While she certainly has never asked to be, for me hers is the face of the current refugee crisis. Two years before the war ravaged this land, her family lived as migrants in Lebanon, hundreds of miles away from her beloved city of Halab. In this cruel setting she is able to portray her joy to us, her sense of hope.
During my visits to these camps, the children's faces were charred from the sun and the wind, while their hair had the consistency of cotton candy. They played in the dirt paths between the tents, sometimes running dangerously close to the streets nearby. Every once in a while a child would be struck by a speeding motorist, the communities shared with me, while local authorities treated such incidents as inconsequential. These brave faces lived on the outskirts of the surrounding society, performing their duties unseen in order to help support their families back home.
For those of us with children, can we imagine for one second our child's face with such scars? Can we imagine the hair on our children's heads having such a consistency? Can we imagine the clothes on our children's backs so fragile, so stained? Can we for one moment endure the dryness of their skin, dirt near their lips?

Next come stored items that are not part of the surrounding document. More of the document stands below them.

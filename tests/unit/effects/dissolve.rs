use super::*;
use crate::style::render::{StyleVariant, render_style};

fn settled(variant: StyleVariant) -> RasterBuffer {
    let mut base = RasterBuffer::transparent_square(16);
    for y in 2..14 {
        for x in 3..12 {
            if (x + y) % 3 != 0 {
                base.put_pixel(x, y, [40, 40, 40, 255]);
            }
        }
    }
    render_style(&base, 16, 6, variant).unwrap()
}

#[test]
fn full_progress_reproduces_settled_raster() {
    for variant in StyleVariant::ALL {
        let s = settled(variant);
        assert_eq!(build_break_frame(&s, 16, 6, 1.0), s);
    }
}

#[test]
fn zero_progress_is_empty() {
    let s = settled(StyleVariant::SOLID_LIGHT);
    assert!(build_break_frame(&s, 16, 6, 0.0).is_fully_transparent());
}

#[test]
fn midway_frame_is_partial_and_deterministic() {
    let s = settled(StyleVariant::SOLID_DARK);
    let a = build_break_frame(&s, 16, 6, 0.25);
    let b = build_break_frame(&s, 16, 6, 0.25);
    assert_eq!(a, b);

    let drawn = |r: &RasterBuffer| r.data.chunks_exact(4).filter(|p| p[3] != 0).count();
    assert!(drawn(&a) > 0);
    assert!(drawn(&a) < drawn(&s));
}

#[test]
fn progress_is_clamped() {
    let s = settled(StyleVariant::BORDER_LIGHT);
    assert_eq!(build_break_frame(&s, 16, 6, 3.0), s);
    assert!(build_break_frame(&s, 16, 6, -1.0).is_fully_transparent());
}

#[test]
fn break_progress_holds_steps_for_speed_frames() {
    assert_eq!(break_progress(0, 1, 10), 0.0);
    assert_eq!(break_progress(9, 1, 10), 1.0);
    assert_eq!(break_progress(3, 2, 10), 1.0 / 9.0);
    assert_eq!(break_progress(19, 2, 10), 1.0);
    assert_eq!(break_progress(0, 1, 1), 0.0);
    assert_eq!(break_progress(5, 1, 0), 1.0);
}
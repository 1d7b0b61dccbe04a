use crate::foundation::core::{FrameIndex, FrameRange};

/// Baseline hold on the original icon, in unscaled frames.
pub const HOLD_FRAMES: u32 = 10;
/// How many unscaled frames before the end of the hold the break starts.
pub const OVERLAP_FRAMES: u32 = 2;

#[derive(Clone, Copy, Debug, PartialEq, Eq, Hash, serde::Serialize, serde::Deserialize)]
#[serde(rename_all = "kebab-case")]
pub enum PhaseKind {
    /// Original icon, unmodified.
    Hold,
    /// Dissolve from nothing into the settled raster.
    Break,
    /// Fully-progressed break frame held still.
    Hold2,
    Clear,
    Rebuild,
    /// Precomputed stroke-grown mask sequence.
    CustomBuild,
    /// Settled raster.
    Idle,
}

#[derive(Clone, Copy, Debug, PartialEq, Eq, serde::Serialize, serde::Deserialize)]
pub struct Phase {
    pub kind: PhaseKind,
    pub range: FrameRange,
}

/// What follows the break.
#[derive(Clone, Copy, Debug, PartialEq, Eq)]
pub enum PhaseStrategy {
    AngularSweep { clear_frames: u32, rebuild_frames: u32 },
    CustomBuild { hold_frames: u32, sequence_len: u64 },
    /// No transition at all: the plan is a single idle phase.
    IdleOnly,
}

/// Inputs to [`PhasePlan::compute`]; counts are clamped the same way config normalization does.
#[derive(Clone, Copy, Debug, PartialEq, Eq)]
pub struct PlanParams {
    pub speed: u32,
    pub transition_frames: u32,
    pub idle_frames: u32,
    pub strategy: PhaseStrategy,
}

/// Ordered phases tiling `[0, total_frames)`.
///
/// Phases are contiguous except that `Hold` runs into the first `overlap` frames of `Break`.
#[derive(Clone, Debug, PartialEq, Eq, serde::Serialize, serde::Deserialize)]
pub struct PhasePlan {
    phases: Vec<Phase>,
    total_frames: u64,
    speed: u32,
    transition_steps: u32,
}

impl PhasePlan {
    pub fn compute(params: PlanParams) -> Self {
        let speed = params.speed.max(1);
        let steps = params.transition_frames.max(1);
        let idle = u64::from(params.idle_frames.max(1));

        let mut phases = Vec::new();
        let mut push = |kind: PhaseKind, start: u64, len: u64| {
            if len > 0 {
                phases.push(Phase {
                    kind,
                    range: FrameRange::with_len(start, len),
                });
            }
        };

        let (hold, break_start, sequence_end) = match params.strategy {
            PhaseStrategy::IdleOnly => {
                return Self {
                    phases: vec![Phase {
                        kind: PhaseKind::Idle,
                        range: FrameRange::with_len(0, idle),
                    }],
                    total_frames: idle,
                    speed,
                    transition_steps: steps,
                };
            }
            PhaseStrategy::AngularSweep {
                clear_frames,
                rebuild_frames,
            } => {
                let (hold, break_start, break_end) = hold_and_break(speed, steps);
                push(PhaseKind::Hold, 0, hold.min(break_end));
                push(PhaseKind::Break, break_start, break_end - break_start);
                let clear = u64::from(clear_frames.max(1));
                let rebuild = u64::from(rebuild_frames.max(1));
                push(PhaseKind::Clear, break_end, clear);
                push(PhaseKind::Rebuild, break_end + clear, rebuild);
                (hold, break_start, break_end + clear + rebuild)
            }
            PhaseStrategy::CustomBuild {
                hold_frames,
                sequence_len,
            } => {
                let (hold, break_start, break_end) = hold_and_break(speed, steps);
                push(PhaseKind::Hold, 0, hold.min(break_end));
                push(PhaseKind::Break, break_start, break_end - break_start);
                let hold2 = u64::from(hold_frames);
                push(PhaseKind::Hold2, break_end, hold2);
                push(PhaseKind::CustomBuild, break_end + hold2, sequence_len);
                (hold, break_start, break_end + hold2 + sequence_len)
            }
        };

        // The hold baseline is counted in full, so idle absorbs the overlap.
        let total_frames = sequence_end + (hold - break_start) + idle;
        push(PhaseKind::Idle, sequence_end, total_frames - sequence_end);

        let plan = Self {
            phases,
            total_frames,
            speed,
            transition_steps: steps,
        };
        tracing::debug!(total_frames, phases = plan.phases.len(), "computed phase plan");
        plan
    }

    pub fn idle_only(idle_frames: u32) -> Self {
        Self::compute(PlanParams {
            speed: 1,
            transition_frames: 1,
            idle_frames,
            strategy: PhaseStrategy::IdleOnly,
        })
    }

    pub fn phases(&self) -> &[Phase] {
        &self.phases
    }

    pub fn total_frames(&self) -> u64 {
        self.total_frames
    }

    pub fn speed(&self) -> u32 {
        self.speed
    }

    /// Unscaled transition length used to normalize dissolve progress.
    pub fn transition_steps(&self) -> u32 {
        self.transition_steps
    }

    /// The phase that drives frame `f`: the last one containing it.
    pub fn phase_at(&self, f: FrameIndex) -> Option<&Phase> {
        self.phases.iter().rev().find(|p| p.range.contains(f))
    }

    /// Whether the original-icon hold still covers `f` (true under the break overlap).
    pub fn hold_contains(&self, f: FrameIndex) -> bool {
        self.phases
            .iter()
            .any(|p| p.kind == PhaseKind::Hold && p.range.contains(f))
    }

    pub fn range_of(&self, kind: PhaseKind) -> Option<FrameRange> {
        self.phases.iter().find(|p| p.kind == kind).map(|p| p.range)
    }
}

/// `(hold, break_start, break_end)` for the given speed and transition steps.
fn hold_and_break(speed: u32, steps: u32) -> (u64, u64, u64) {
    let speed = u64::from(speed);
    let hold = u64::from(HOLD_FRAMES) * speed;
    let overlap = u64::from(OVERLAP_FRAMES) * speed;
    let break_start = hold.saturating_sub(overlap);
    let break_end = break_start + u64::from(steps) * speed;
    (hold, break_start, break_end)
}

#[cfg(test)]
#[path = "../../tests/unit/plan/phases.rs"]
mod tests;
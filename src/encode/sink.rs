use std::path::Path;

use crate::foundation::core::FrameIndex;
use crate::foundation::error::{LoaderError, LoaderResult};
use crate::raster::buffer::RasterBuffer;

/// Configuration provided to a [`FrameSink`] before the first frame.
#[derive(Debug, Clone, PartialEq, Eq)]
pub struct SinkConfig {
    /// Output width in pixels.
    pub width: u32,
    /// Output height in pixels.
    pub height: u32,
    /// Exact number of frames that will be pushed.
    pub frame_count: u64,
    /// Per-frame duration in milliseconds.
    pub frame_ms: u32,
    /// Palette size limit; `None` leaves colour handling to the encoder.
    pub palette: Option<u32>,
}

impl SinkConfig {
    pub fn frame_bytes(&self) -> usize {
        self.width as usize * self.height as usize * 4
    }

    pub(crate) fn validate(&self) -> LoaderResult<()> {
        if self.width == 0 || self.height == 0 {
            return Err(LoaderError::validation("sink width/height must be non-zero"));
        }
        if self.frame_ms == 0 {
            return Err(LoaderError::validation("frame duration must be non-zero"));
        }
        Ok(())
    }

    /// Check one pushed frame against this config.
    pub(crate) fn check_frame(&self, frame: &RasterBuffer) -> LoaderResult<()> {
        if frame.width != self.width || frame.height != self.height {
            return Err(LoaderError::validation(format!(
                "frame size mismatch: got {}x{}, expected {}x{}",
                frame.width, frame.height, self.width, self.height
            )));
        }
        if frame.data.len() != self.frame_bytes() {
            return Err(LoaderError::validation(
                "frame.data size mismatch with width*height*4",
            ));
        }
        Ok(())
    }
}

/// Sink contract for consuming synthesized frames.
///
/// Ordering contract: `push_frame` is called with strictly increasing, contiguous indices
/// starting at 0.
pub trait FrameSink: Send {
    /// Called once before any frames are pushed.
    fn begin(&mut self, cfg: SinkConfig) -> LoaderResult<()>;
    /// Push one frame in strictly increasing index order.
    fn push_frame(&mut self, idx: FrameIndex, frame: &RasterBuffer) -> LoaderResult<()>;
    /// Called once after the last frame is pushed.
    fn end(&mut self) -> LoaderResult<()>;
}

/// Tracks the ordering contract for sink implementations.
#[derive(Debug, Default, Clone, Copy)]
pub(crate) struct OrderGuard {
    next: u64,
}

impl OrderGuard {
    pub(crate) fn reset(&mut self) {
        self.next = 0;
    }

    pub(crate) fn accept(&mut self, idx: FrameIndex) -> LoaderResult<()> {
        if idx.0 != self.next {
            return Err(LoaderError::encode(format!(
                "sink received frame {} but expected frame {}",
                idx.0, self.next
            )));
        }
        self.next += 1;
        Ok(())
    }

    pub(crate) fn pushed(&self) -> u64 {
        self.next
    }
}

/// In-memory sink for tests and debugging.
#[derive(Debug, Default)]
pub struct InMemorySink {
    cfg: Option<SinkConfig>,
    order: OrderGuard,
    ended: bool,
    /// Frames in index order.
    frames: Vec<(FrameIndex, RasterBuffer)>,
}

impl InMemorySink {
    pub fn new() -> Self {
        Self::default()
    }

    /// Return the sink configuration captured in `begin`, if any.
    pub fn config(&self) -> Option<SinkConfig> {
        self.cfg.clone()
    }

    /// Borrow the captured frames.
    pub fn frames(&self) -> &[(FrameIndex, RasterBuffer)] {
        &self.frames
    }

    /// Whether `end` has been called since the last `begin`.
    pub fn is_finished(&self) -> bool {
        self.ended
    }
}

impl FrameSink for InMemorySink {
    fn begin(&mut self, cfg: SinkConfig) -> LoaderResult<()> {
        cfg.validate()?;
        self.cfg = Some(cfg);
        self.order.reset();
        self.ended = false;
        self.frames.clear();
        Ok(())
    }

    fn push_frame(&mut self, idx: FrameIndex, frame: &RasterBuffer) -> LoaderResult<()> {
        let cfg = self
            .cfg
            .as_ref()
            .ok_or_else(|| LoaderError::encode("in-memory sink not started"))?;
        cfg.check_frame(frame)?;
        self.order.accept(idx)?;
        self.frames.push((idx, frame.clone()));
        Ok(())
    }

    fn end(&mut self) -> LoaderResult<()> {
        self.ended = true;
        Ok(())
    }
}

/// Forwards every call to each inner sink, in order. Stops at the first error.
#[derive(Default)]
pub struct TeeSink {
    sinks: Vec<Box<dyn FrameSink>>,
}

impl TeeSink {
    pub fn new() -> Self {
        Self::default()
    }

    pub fn push(&mut self, sink: Box<dyn FrameSink>) {
        self.sinks.push(sink);
    }

    pub fn is_empty(&self) -> bool {
        self.sinks.is_empty()
    }

    pub fn len(&self) -> usize {
        self.sinks.len()
    }
}

impl FrameSink for TeeSink {
    fn begin(&mut self, cfg: SinkConfig) -> LoaderResult<()> {
        for sink in &mut self.sinks {
            sink.begin(cfg.clone())?;
        }
        Ok(())
    }

    fn push_frame(&mut self, idx: FrameIndex, frame: &RasterBuffer) -> LoaderResult<()> {
        for sink in &mut self.sinks {
            sink.push_frame(idx, frame)?;
        }
        Ok(())
    }

    fn end(&mut self) -> LoaderResult<()> {
        for sink in &mut self.sinks {
            sink.end()?;
        }
        Ok(())
    }
}

/// Ensure the parent directory of `path` exists.
pub fn ensure_parent_dir(path: &Path) -> LoaderResult<()> {
    if let Some(parent) = path.parent() {
        use anyhow::Context as _;
        std::fs::create_dir_all(parent)
            .with_context(|| format!("failed to create output directory '{}'", parent.display()))?;
    }
    Ok(())
}

#[cfg(test)]
#[path = "../../tests/unit/encode/sink.rs"]
mod tests;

Yet these children do more than endure, do much more than survive. While there is little doubt that the cruel world has dealt them a hard set of circumstances, they refuse to give up. The boys do what they can with the tools around them, taking for example a long wire and fixing a cylinder to its end as a toy. The girls take flowers from the gardens in front of their tents and adorn themselves, playing with stuffed pieces of cloth as others would do with dolls. While their physical world is limited, they have shown me that their imaginations cannot be restrained.